The district said decisions regarding the future of the department had been pending the results of two investigations, but it suspended the department’s activities Friday, citing ‘recent developments that have uncovered additional concerns with department operations.’
The article gives no indication what those “developments” might be.
Earlier this week, the school district fired a recently hired district police officer after it became public that she was one of the first state troopers to arrive at Robb Elementary on May 24, when a gunman killed 19 students and two teachers in the deadliest school shooting in Texas history. The delayed police response has drawn wide scrutiny and remains under investigation.
School officials fired Crimson Elizondo after CNN reported she was among at least five current and former Department of Public Safety officers the agency is investigating for their response to the shooting.
It’s unclear when Elizondo was hired by Uvalde. We don’t know if it was after the attack, but that seems to have been the case. This article may provide a clue why Elizondo was fired:
In on-body camera footage on the day of the shooting, Elizondo responded to another officer who asked her if she had any children at the school: ‘If my son had been in there, I would not have been outside. I promise you that.’
District spokesperson Anne Marie Espinoza said in a statement Thursday that, ‘the audio is not consistent with the district’s expectations’ and Elizondo ‘has been terminated from her position.’
‘We are deeply distressed by the information that was disclosed yesterday evening concerning one of our recently hired employees, Crimson Elizondo,’ Espinoza said. ‘We sincerely apologize to the victim’s families and the greater Uvalde community for the pain that this revelation has caused.’
Final Thoughts: I’m not going to obsess over the firing of Elizondo. It is odd she would leave the DPS—that’s the state highway patrol—for a job at a school district.
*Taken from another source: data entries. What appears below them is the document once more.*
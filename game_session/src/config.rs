//! Configuration for sessions and the command-line front end.

use serde::{Deserialize, Serialize};
use std::path::{Path, PathBuf};

use crate::error::SessionResult;

/// Session configuration, usually read from a TOML file.
#[derive(Debug, Clone, PartialEq, Serialize, Deserialize)]
#[serde(default)]
pub struct SessionConfig {
    /// Input that dumps the serialized world instead of interacting.
    pub debug_command: String,

    /// Input that ends the command-line loop.
    pub exit_command: String,

    pub prompt: String,

    /// World document to start new sessions from. The sample world is used
    /// when unset.
    pub world_file: Option<PathBuf>,

    /// Default `tracing` filter directive, overridden by `RUST_LOG`.
    pub log_filter: String,

    /// Pretty-print persisted blobs.
    pub pretty_json: bool,
}

impl Default for SessionConfig {
    fn default() -> Self {
        Self {
            debug_command: "debug".to_string(),
            exit_command: "exit".to_string(),
            prompt: "----> ".to_string(),
            world_file: None,
            log_filter: "info".to_string(),
            pretty_json: true,
        }
    }
}

impl SessionConfig {
    pub fn from_toml_str(source: &str) -> SessionResult<Self> {
        Ok(toml::from_str(source)?)
    }

    /// Read configuration from a TOML file.
    pub fn load(path: impl AsRef<Path>) -> SessionResult<Self> {
        let source = std::fs::read_to_string(path)?;
        Self::from_toml_str(&source)
    }
}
One would think that a step down in pay, retirement and prestige. It would seem she was fired because she did no more than express the frustration thousands of police officers across the nation have expressed and continue to express at the horrific failure of law enforcement at Uvalde, but I may be reading more into this than is warranted. One would think most Texans and other Normal Americans would agree with her, but when passions run high, logic and truth are often the first casualties. As always, I’m working with media sources, so my information is surely limited and biased in ways hard to determine.
We do know DPS continues to provide school security for the district, so the loss of the school police department appears not to be a deficit. That may be true even if DPS wasn’t there. Still, we know so little, and in a case like this, it’s easy to attack the police.
As always, I’ll keep an eye on the story and continue to report and analyze as necessary.
Iam sorry about that event happened it so hurt action
Dear Cilmiile.bog:
Thanks, I think.
I think time will tell the pubic more about how these incredible and horrendous decisions were made. In the meantime, many of these involved officers will see the oncoming years as very tough ones while living in a small town like Uvalde. In Uvalde, virtually every family knows another family who suffered an unspeakable loss because the heroic police rescue attack that never was.
Dear petresrapidnetcom:
Quite so. How would one explain, how could one possibly justify, doing nothing to such people?